§ **THE INPUT**:
//! The message envelope passed between subscribers, the requeue handler and publishers.

use std::collections::btree_map::{self, BTreeMap};
use tokio_util::sync::CancellationToken;
use uuid::Uuid;

/// String-to-string message metadata, kept in key order.
///
/// Values are plain strings so they survive any transport; typed values such as the
/// retry counter are read and written through the accessors in [`crate::retry`].
#[derive(Debug, Clone, Default, PartialEq, Eq)]
pub struct Metadata(BTreeMap<String, String>);

impl Metadata {
    pub fn new() -> Self {
        Self::default()
    }

    /// Returns the value for `key`, or `None` if absent.
    pub fn get(&self, key: &str) -> Option<&str> {
        self.0.get(key).map(String::as_str)
    }

    /// Sets `key` to `value`, overwriting any previous value.
    pub fn set(&mut self, key: impl Into<String>, value: impl Into<String>) {
        self.0.insert(key.into(), value.into());
    }

    pub fn remove(&mut self, key: &str) -> Option<String> {
        self.0.remove(key)
    }

    pub fn len(&self) -> usize {
        self.0.len()
    }

    pub fn is_empty(&self) -> bool {
        self.0.is_empty()
    }

    pub fn iter(&self) -> btree_map::Iter<'_, String, String> {
        self.0.iter()
    }
}

impl<K: Into<String>, V: Into<String>> FromIterator<(K, V)> for Metadata {
    fn from_iter<I: IntoIterator<Item = (K, V)>>(iter: I) -> Self {
        let mut metadata = Metadata::new();
        metadata.extend(iter);
        metadata
    }
}

impl<K: Into<String>, V: Into<String>> Extend<(K, V)> for Metadata {
    fn extend<I: IntoIterator<Item = (K, V)>>(&mut self, iter: I) {
        for (key, value) in iter {
            self.set(key, value);
        }
    }
}

impl<'a> IntoIterator for &'a Metadata {
    type Item = (&'a String, &'a String);
    type IntoIter = btree_map::Iter<'a, String, String>;

    fn into_iter(self) -> Self::IntoIter {
        self.0.iter()
    }
}

/// An opaque payload with metadata and a cancellation context.
///
/// The context is owned by whoever delivered the message (usually the dispatch loop).
/// Cancelling it aborts a pending requeue delay. Clones share the same context.
#[derive(Debug, Clone)]
pub struct Message {
    pub uuid: String,
    pub payload: Vec<u8>,
    pub metadata: Metadata,
    context: CancellationToken,
}

impl Message {
    /// Creates a message with a freshly generated UUID.
    pub fn new(payload: impl Into<Vec<u8>>) -> Self {
        Self::with_uuid(Uuid::new_v4().to_string(), payload)
    }

    pub fn with_uuid(uuid: impl Into<String>, payload: impl Into<Vec<u8>>) -> Self {
        Self {
            uuid: uuid.into(),
            payload: payload.into(),
            metadata: Metadata::new(),
            context: CancellationToken::new(),
        }
    }

    /// Replaces the metadata, consuming and returning the message.
    pub fn with_metadata(mut self, metadata: Metadata) -> Self {
        self.metadata = metadata;
        self
    }

    /// Replaces the cancellation context, consuming and returning the message.
    pub fn with_context(mut self, context: CancellationToken) -> Self {
        self.context = context;
        self
    }

    pub fn set_context(&mut self, context: CancellationToken) {
        self.context = context;
    }

    pub fn context(&self) -> &CancellationToken {
        &self.context
    }
}
//! The dispatch loop feeding subscribed messages through the requeue handler.

use crate::error::RequeueError;
use crate::pubsub::Incoming;
use crate::requeue::Requeue;
use crate::retry::get_retry_count;
use futures_util::{future, StreamExt};
use tokio_util::sync::CancellationToken;

impl Requeue {
    /// Subscribes to the source topic and requeues every message received.
    ///
    /// Successfully requeued messages are acked; failed ones are nacked so the
    /// transport redelivers the original copy. Up to `max_in_flight` messages are
    /// handled at once, with no ordering between them.
    ///
    /// A pending delay is aborted when either the message's own context or `shutdown`
    /// is cancelled. Cancelling `shutdown` also stops pulling new messages. If the
    /// subscription fails, no new messages are pulled either. In every case in-flight
    /// messages are settled before this returns.
    ///
    /// This function will run until the subscription ends, fails, or `shutdown` is
    /// cancelled. The application is responsible for reconnecting after an error.
    pub async fn run(&self, shutdown: CancellationToken) -> Result<(), RequeueError> {
        log::info!("Subscribing to '{}' for requeueing...", self.subscribe_topic());

        let stream = self
            .subscriber
            .subscribe(self.subscribe_topic())
            .await
            .map_err(RequeueError::Subscribe)?;

        log::info!(
            "Requeue started on '{}' (delay: {:?}, max in flight: {}). Waiting for messages...",
            self.subscribe_topic(),
            self.delay(),
            self.max_in_flight
        );

        let mut stream_error = None;
        stream
            .take_until(shutdown.cancelled())
            .scan((), |_, delivery| {
                future::ready(match delivery {
                    Ok(incoming) => Some(incoming),
                    Err(e) => {
                        stream_error = Some(e);
                        None
                    }
                })
            })
            .for_each_concurrent(self.max_in_flight, |incoming| {
                self.handle_incoming(incoming, &shutdown)
            })
            .await;

        if let Some(e) = stream_error {
            log::error!("Subscription to '{}' failed: {}", self.subscribe_topic(), e);
            return Err(RequeueError::Subscribe(e));
        }

        if shutdown.is_cancelled() {
            log::info!("Requeue on '{}' shut down.", self.subscribe_topic());
        } else {
            log::info!("Subscription to '{}' closed.", self.subscribe_topic());
        }
        Ok(())
    }

    /// Processes one delivery and settles it with the transport.
    async fn handle_incoming(&self, incoming: Incoming, shutdown: &CancellationToken) {
        let Incoming {
            mut message,
            acknowledger,
        } = incoming;

        // `process` only watches one token: hand it a child of `shutdown` that is
        // also cancelled when the message's own context is.
        let source = message.context().clone();
        let linked = shutdown.child_token();
        message.set_context(linked.clone());

        let outcome = {
            let process = self.process(&mut message);
            tokio::pin!(process);
            tokio::select! {
                biased;
                outcome = &mut process => outcome,
                _ = source.cancelled() => {
                    linked.cancel();
                    process.await
                }
            }
        };
        message.set_context(source);

        match outcome {
            Ok(()) => {
                log::debug!(
                    "Message {} requeued (retries: {}).",
                    message.uuid,
                    get_retry_count(&message)
                );
                if let Err(e) = acknowledger.ack().await {
                    log::error!("Failed to ack message {}: {}", message.uuid, e);
                }
            }
            Err(e) => {
                log::warn!("Failed to requeue message {}, nacking: {}", message.uuid, e);
                if let Err(e) = acknowledger.nack().await {
                    log::error!("Failed to nack message {}: {}", message.uuid, e);
                }
            }
        }
    }
}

§ **EXERCISE OBJECTIVE**: Set down every entry once more, exactly as it was written above.

§ **TASK OUTPUT**:
//! The message envelope passed between subscribers, the requeue handler and publishers.

use std::collections::btree_map::{self, BTreeMap};
use tokio_util::sync::CancellationToken;
use uuid::Uuid;

/// String-to-string message metadata, kept in key order.
///
/// Values are plain strings so they survive any transport; typed values such as the
/// retry counter are read and written through the accessors in [`crate::retry`].
#[derive(Debug, Clone, Default, PartialEq, Eq)]
pub struct Metadata(BTreeMap<String, String>);

impl Metadata {
    pub fn new() -> Self {
        Self::default()
    }

    /// Returns the value for `key`, or `None` if absent.
    pub fn get(&self, key: &str) -> Option<&str> {
        self.0.get(key).map(String::as_str)
    }

    /// Sets `key` to `value`, overwriting any previous value.
    pub fn set(&mut self, key: impl Into<String>, value: impl Into<String>) {
        self.0.insert(key.into(), value.into());
    }

    pub fn remove(&mut self, key: &str) -> Option<String> {
        self.0.remove(key)
    }

    pub fn len(&self) -> usize {
        self.0.len()
    }

    pub fn is_empty(&self) -> bool {
        self.0.is_empty()
    }

    pub fn iter(&self) -> btree_map::Iter<'_, String, String> {
        self.0.iter()
    }
}

impl<K: Into<String>, V: Into<String>> FromIterator<(K, V)> for Metadata {
    fn from_iter<I: IntoIterator<Item = (K, V)>>(iter: I) -> Self {
        let mut metadata = Metadata::new();
        metadata.extend(iter);
        metadata
    }
}

impl<K: Into<String>, V: Into<String>> Extend<(K, V)> for Metadata {
    fn extend<I: IntoIterator<Item = (K, V)>>(&mut self, iter: I) {
        for (key, value) in iter {
            self.set(key, value);
        }
    }
}

impl<'a> IntoIterator for &'a Metadata {
    type Item = (&'a String, &'a String);
    type IntoIter = btree_map::Iter<'a, String, String>;

    fn into_iter(self) -> Self::IntoIter {
        self.0.iter()
    }
}

/// An opaque payload with metadata and a cancellation context.
///
/// The context is owned by whoever delivered the message (usually the dispatch loop).
/// Cancelling it aborts a pending requeue delay. Clones share the same context.
#[derive(Debug, Clone)]
pub struct Message {
    pub uuid: String,
    pub payload: Vec<u8>,
    pub metadata: Metadata,
    context: CancellationToken,
}

impl Message {
    /// Creates a message with a freshly generated UUID.
    pub fn new(payload: impl Into<Vec<u8>>) -> Self {
        Self::with_uuid(Uuid::new_v4().to_string(), payload)
    }

    pub fn with_uuid(uuid: impl Into<String>, payload: impl Into<Vec<u8>>) -> Self {
        Self {
            uuid: uuid.into(),
            payload: payload.into(),
            metadata: Metadata::new(),
            context: CancellationToken::new(),
        }
    }

    /// Replaces the metadata, consuming and returning the message.
    pub fn with_metadata(mut self, metadata: Metadata) -> Self {
        self.metadata = metadata;
        self
    }

    /// Replaces the cancellation context, consuming and returning the message.
    pub fn with_context(mut self, context: CancellationToken) -> Self {
        self.context = context;
        self
    }

    pub fn set_context(&mut self, context: CancellationToken) {
        self.context = context;
    }

    pub fn context(&self) -> &CancellationToken {
        &self.context
    }
}
//! The dispatch loop feeding subscribed messages through the requeue handler.

use crate::error::RequeueError;
use crate::pubsub::Incoming;
use crate::requeue::Requeue;
use crate::retry::get_retry_count;
use futures_util::{future, StreamExt};
use tokio_util::sync::CancellationToken;

impl Requeue {
    /// Subscribes to the source topic and requeues every message received.
    ///
    /// Successfully requeued messages are acked; failed ones are nacked so the
    /// transport redelivers the original copy. Up to `max_in_flight` messages are
    /// handled at once, with no ordering between them.
    ///
    /// A pending delay is aborted when either the message's own context or `shutdown`
    /// is cancelled. Cancelling `shutdown` also stops pulling new messages. If the
    /// subscription fails, no new messages are pulled either. In every case in-flight
    /// messages are settled before this returns.
    ///
    /// This function will run until the subscription ends, fails, or `shutdown` is
    /// cancelled. The application is responsible for reconnecting after an error.
    pub async fn run(&self, shutdown: CancellationToken) -> Result<(), RequeueError> {
        log::info!("Subscribing to '{}' for requeueing...", self.subscribe_topic());

        let stream = self
            .subscriber
            .subscribe(self.subscribe_topic())
            .await
            .map_err(RequeueError::Subscribe)?;

        log::info!(
            "Requeue started on '{}' (delay: {:?}, max in flight: {}). Waiting for messages...",
            self.subscribe_topic(),
            self.delay(),
            self.max_in_flight
        );

        let mut stream_error = None;
        stream
            .take_until(shutdown.cancelled())
            .scan((), |_, delivery| {
                future::ready(match delivery {
                    Ok(incoming) => Some(incoming),
                    Err(e) => {
                        stream_error = Some(e);
                        None
                    }
                })
            })
            .for_each_concurrent(self.max_in_flight, |incoming| {
                self.handle_incoming(incoming, &shutdown)
            })
            .await;

        if let Some(e) = stream_error {
            log::error!("Subscription to '{}' failed: {}", self.subscribe_topic(), e);
            return Err(RequeueError::Subscribe(e));
        }

        if shutdown.is_cancelled() {
            log::info!("Requeue on '{}' shut down.", self.subscribe_topic());
        } else {
            log::info!("Subscription to '{}' closed.", self.subscribe_topic());
        }
        Ok(())
    }

    /// Processes one delivery and settles it with the transport.
    async fn handle_incoming(&self, incoming: Incoming, shutdown: &CancellationToken) {
        let Incoming {
            mut message,
            acknowledger,
        } = incoming;

        // `process` only watches one token: hand it a child of `shutdown` that is
        // also cancelled when the message's own context is.
        let source = message.context().clone();
        let linked = shutdown.child_token();
        message.set_context(linked.clone());

        let outcome = {
            let process = self.process(&mut message);
            tokio::pin!(process);
            tokio::select! {
                biased;
                outcome = &mut process => outcome,
                _ = source.cancelled() => {
                    linked.cancel();
                    process.await
                }
            }
        };
        message.set_context(source);

        match outcome {
            Ok(()) => {
                log::debug!(
                    "Message {} requeued (retries: {}).",
                    message.uuid,
                    get_retry_count(&message)
                );
                if let Err(e) = acknowledger.ack().await {
                    log::error!("Failed to ack message {}: {}", message.uuid, e);
                }
            }
            Err(e) => {
                log::warn!("Failed to requeue message {}, nacking: {}", message.uuid, e);
                if let Err(e) = acknowledger.nack().await {
                    log::error!("Failed to nack message {}: {}", message.uuid, e);
                }
            }
        }
    }
}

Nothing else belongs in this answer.